Background information
- Born: Toronto, Ontario, Canada
- Genres: Electric blues, country, jazz
- Occupation(s): Singer, songwriter, screenwriter
- Years active: 1990s–present
- Labels: Various including Electro-Fi Records
- Website: hotblues.ca

= Diana Braithwaite =

Diana Braithwaite is a Canadian electric blues singer, songwriter and screenwriter. She is a multiple Maple Blues Award winner. More recently she has teamed up with Chris Whiteley and they have been acclaimed as "blues icons" by the Toronto Star, and collectively have won nine Maple Blues Awards and had six Juno Award nominations. Although they are little known in the United States, Diana Braithwaite and Chris Whiteley are mainstays of the Canadian blues scene.

==Life and career==
Braithwaite is a Black Canadian and a descendant of the Wellington County, Ontario, pioneers. Her ancestors escaped slavery in America through the Underground Railroad, and lived in the first African-Canadian pioneer settlement in Ontario. She was born and grew up in Toronto, as the second youngest of six children of Bob and Rella Braithwaite. She began performing professionally as a singer-songwriter in her teenage years, and opened for John Lee Hooker in Toronto, before touring as Albert Collins's opening act. In 1999, Braithwaite performed at Lilith Fair. In the same year, she released her debut album, In This Time.

Her solo shows have seen her share the stage with Mel Brown, T-Model Ford, and Jeff Healey, and she issued a single in the UK and Europe entitled, "Rollin' and Tumblin'".
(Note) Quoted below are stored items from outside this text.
//! Lineage values recorded for every resource flowing through the graph.
//!
//! Each produced resource carries a [`Provenance`] describing which chain of
//! stages computed it. Forked stages produce one lineage per branch, which is
//! what lets the naming layer tell otherwise identical derivatives apart.

use std::collections::BTreeSet;

use serde::{Deserialize, Serialize};
use thiserror::Error;

/// A lineage token that does not follow the `{resource}:{producer}` grammar.
///
/// Indicates an upstream construction bug; graph construction halts with the
/// offending token rather than guessing.
#[derive(Debug, Error, Clone, PartialEq, Eq)]
#[error("malformed lineage token '{0}', expected '{{resource}}:{{producer}}'")]
pub struct MalformedSource(pub String);

/// Recorded lineage of a pipeline resource.
///
/// Producers wrap the lineages of everything they consumed in a [`Derived`]
/// sequence and append their own [`Single`] token as the final element, so
/// nesting depth grows with the pipeline and mixes all shapes freely.
/// [`Pooled`] only shows up while lineages are aggregated across branches;
/// producers never construct it directly.
///
/// [`Single`]: Provenance::Single
/// [`Derived`]: Provenance::Derived
/// [`Pooled`]: Provenance::Pooled
#[derive(Debug, Clone, PartialEq, Eq, PartialOrd, Ord, Hash, Serialize, Deserialize)]
#[serde(untagged)]
pub enum Provenance {
    /// A single `{resource}:{producer}` token.
    Single(String),
    /// Derived from all of these upstream lineages, the last element being
    /// the producing stage's own token.
    Derived(Vec<Provenance>),
    /// Unordered union of lineages.
    Pooled(BTreeSet<Provenance>),
}

impl Provenance {
    /// Token for `resource` as produced by `producer`.
    pub fn single(resource: &str, producer: &str) -> Self {
        Provenance::Single(format!("{resource}:{producer}"))
    }

    /// Flatten to the set of `{resource}:{producer}` tokens reachable
    /// anywhere within this value.
    ///
    /// The result is a set, so sequence order at any nesting level never
    /// affects it. Used to answer "did stage X contribute to this value".
    pub fn source_set(&self) -> BTreeSet<&str> {
        let mut set = BTreeSet::new();
        self.collect_sources(&mut set);
        set
    }

    fn collect_sources<'a>(&'a self, set: &mut BTreeSet<&'a str>) {
        match self {
            Provenance::Single(token) => {
                set.insert(token.as_str());
            }
            Provenance::Derived(items) => {
                for item in items {
                    item.collect_sources(set);
                }
            }
            Provenance::Pooled(items) => {
                for item in items {
                    item.collect_sources(set);
                }
            }
        }
    }

    /// Check every token against the `{resource}:{producer}` grammar.
    ///
    /// Run this at deserialization boundaries, before a lineage enters the
    /// graph.
    pub fn validate(&self) -> Result<(), MalformedSource> {
        match self {
            Provenance::Single(token) => match token.split_once(':') {
                Some((resource, producer))
                    if !resource.is_empty() && !producer.is_empty() && !producer.contains(':') =>
                {
                    Ok(())
                }
                _ => Err(MalformedSource(token.clone())),
            },
            Provenance::Derived(items) => items.iter().try_for_each(Self::validate),
            Provenance::Pooled(items) => items.iter().try_for_each(Self::validate),
        }
    }

    /// The most recent token: the rightmost leaf of the lineage.
    ///
    /// By convention this is the producing stage itself. `None` for an empty
    /// sequence or pool.
    pub fn last_source(&self) -> Option<&str> {
        match self {
            Provenance::Single(token) => Some(token.as_str()),
            Provenance::Derived(items) => items.last()?.last_source(),
            Provenance::Pooled(items) => items.iter().next_back()?.last_source(),
        }
    }
}

/// Motion-correction tools recognized in lineage tokens.
#[derive(Debug, Clone, Copy, PartialEq, Eq)]
pub enum MotionTool {
    Mcflirt,
    Volreg,
}

impl MotionTool {
    pub fn as_str(self) -> &'static str {
        match self {
            MotionTool::Mcflirt => "mcflirt",
            MotionTool::Volreg => "3dvolreg",
        }
    }
}

/// Report which motion-correction tool shows up in a lineage, if any.
///
/// Scans the producers of the flattened lineage; the QC stage uses this to
/// pick tool-specific displacement inputs.
pub fn motion_tool(prov: &Provenance) -> Option<MotionTool> {
    for token in prov.source_set() {
        let producer = token.split_once(':').map_or(token, |(_, producer)| producer);
        if producer.contains("mcflirt") {
            return Some(MotionTool::Mcflirt);
        }
        if producer.contains("3dvolreg") {
            return Some(MotionTool::Volreg);
        }
    }
    None
}

#[cfg(test)]
mod tests {
    use pretty_assertions::assert_eq;

    use super::*;

    fn single(token: &str) -> Provenance {
        Provenance::Single(token.to_string())
    }

    fn derived(items: Vec<Provenance>) -> Provenance {
        Provenance::Derived(items)
    }

    /// The ingress/reorient/truncate chain shared by the motion examples.
    fn preproc_chain() -> Provenance {
        derived(vec![
            single("bold:func_ingress"),
            single("desc-preproc_bold:func_reorient"),
            single("desc-preproc_bold:func_truncate"),
        ])
    }

    fn motion_branch() -> Provenance {
        derived(vec![
            preproc_chain(),
            derived(vec![
                single("bold:func_ingress"),
                single("desc-reorient_bold:func_reorient"),
            ]),
            single("motion-basefile:get_motion_ref_fmriprep_reference"),
        ])
    }

    #[test]
    fn test_source_set_leaf() {
        let leaf = single("bold:func_ingress");
        assert_eq!(
            leaf.source_set(),
            BTreeSet::from(["bold:func_ingress"])
        );
    }

    #[test]
    fn test_source_set_deeply_nested() {
        let slice_time = derived(vec![
            preproc_chain(),
            derived(vec![single("TR:func_metadata_ingress")]),
            derived(vec![single("tpattern:func_metadata_ingress")]),
            single("desc-preproc_bold:func_slice_time"),
        ]);
        let motion_correct = derived(vec![
            slice_time,
            motion_branch(),
            single("desc-preproc_bold:motion_correction_only_mcflirt"),
        ]);
        let masked = derived(vec![
            motion_correct,
            derived(vec![single("FSL-AFNI-bold-ref:template_resample")]),
            derived(vec![single("FSL-AFNI-brain-mask:template_resample")]),
            single("space-bold_desc-brain_mask:bold_mask_fsl_afni"),
            single("desc-preproc_bold:bold_masking"),
        ]);

        let expected: BTreeSet<&str> = BTreeSet::from([
            "FSL-AFNI-bold-ref:template_resample",
            "FSL-AFNI-brain-mask:template_resample",
            "TR:func_metadata_ingress",
            "bold:func_ingress",
            "desc-preproc_bold:bold_masking",
            "desc-preproc_bold:func_reorient",
            "desc-preproc_bold:func_slice_time",
            "desc-preproc_bold:func_truncate",
            "desc-preproc_bold:motion_correction_only_mcflirt",
            "desc-reorient_bold:func_reorient",
            "motion-basefile:get_motion_ref_fmriprep_reference",
            "space-bold_desc-brain_mask:bold_mask_fsl_afni",
            "tpattern:func_metadata_ingress",
        ]);
        assert_eq!(masked.source_set(), expected);
    }

    #[test]
    fn test_source_set_order_independent() {
        let forward = derived(vec![
            single("a:one"),
            derived(vec![single("b:two"), single("c:three")]),
        ]);
        let backward = derived(vec![
            derived(vec![single("c:three"), single("b:two")]),
            single("a:one"),
        ]);
        assert_eq!(forward.source_set(), backward.source_set());
    }

    #[test]
    fn test_source_set_through_pool() {
        let pool = Provenance::Pooled(BTreeSet::from([
            motion_branch(),
            single("bold:func_ingress"),
        ]));
        assert!(pool.source_set().contains("bold:func_ingress"));
        assert!(
            pool.source_set()
                .contains("motion-basefile:get_motion_ref_fmriprep_reference")
        );
    }

    #[test]
    fn test_source_set_size_bounded_by_leaves() {
        // Two copies of the same chain collapse into one set of tokens.
        let doubled = derived(vec![preproc_chain(), preproc_chain()]);
        assert_eq!(doubled.source_set().len(), 3);
    }

    #[test]
    fn test_validate_accepts_well_formed() {
        assert_eq!(motion_branch().validate(), Ok(()));
    }

    #[test]
    fn test_validate_rejects_missing_producer() {
        let bad = derived(vec![single("bold:func_ingress"), single("orphan")]);
        assert_eq!(
            bad.validate(),
            Err(MalformedSource("orphan".to_string()))
        );
    }

    #[test]
    fn test_validate_rejects_extra_colon() {
        assert!(single("a:b:c").validate().is_err());
        assert!(single(":producer").validate().is_err());
        assert!(single("resource:").validate().is_err());
    }

    #[test]
    fn test_last_source_is_rightmost_leaf() {
        assert_eq!(
            motion_branch().last_source(),
            Some("motion-basefile:get_motion_ref_fmriprep_reference")
        );
        assert_eq!(Provenance::Derived(vec![]).last_source(), None);
    }

    #[test]
    fn test_motion_tool_found_in_nested_lineage() {
        let lineage = derived(vec![
            motion_branch(),
            single("desc-preproc_bold:motion_correction_only_mcflirt"),
        ]);
        assert_eq!(motion_tool(&lineage), Some(MotionTool::Mcflirt));
        assert_eq!(motion_tool(&motion_branch()), None);
    }

    #[test]
    fn test_deserialize_nested_json() {
        let lineage: Provenance = serde_json::from_str(
            r#"[["bold:func_ingress", "desc-preproc_bold:func_reorient"],
                "desc-preproc_bold:func_truncate"]"#,
        )
        .expect("nested lineage should deserialize");
        assert_eq!(lineage.validate(), Ok(()));
        assert_eq!(lineage.source_set().len(), 3);
        assert!(serde_json::from_str::<Provenance>("42").is_err());
    }
}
Braithwaite performs with multi-instrumentalist Chris Whiteley. The duo recorded live at BBC Radio in London, England, with Bob Hall. Braithwaite and Whiteley have often worked together over the years, and in 2007 they released the album Morning Sun, a collection of original songs penned in a musical styling reminiscent of the 1930s and 1940s. It was issued by Electro-Fi Records.

They then toured North America, Europe, and the UK. Night Bird Blues (2009) had a five-week promotional tour in the UK, Russia, and Europe. The album peaked at number 2 on XM Satellite Radio. The follow-up release, Deltaphonic, reached number 1 on the same network. They performed at the Great British R & B Festival in Colne, Lancashire, England, in 2011, and the Monaghan Harvest Blues Festival in Ireland, plus the Hudson River Park Blues Festival in New York City, and had appearances on National Public Radio.

Their fifth joint album, Blues Stories, was released by Big City Blues Records in 2014. It contained a mixture of original songs and cover versions of older numbers.

==Awards==
Braithwaite and Whiteley were named "Songwriter of the Year" at the 13th Maple Blues Awards.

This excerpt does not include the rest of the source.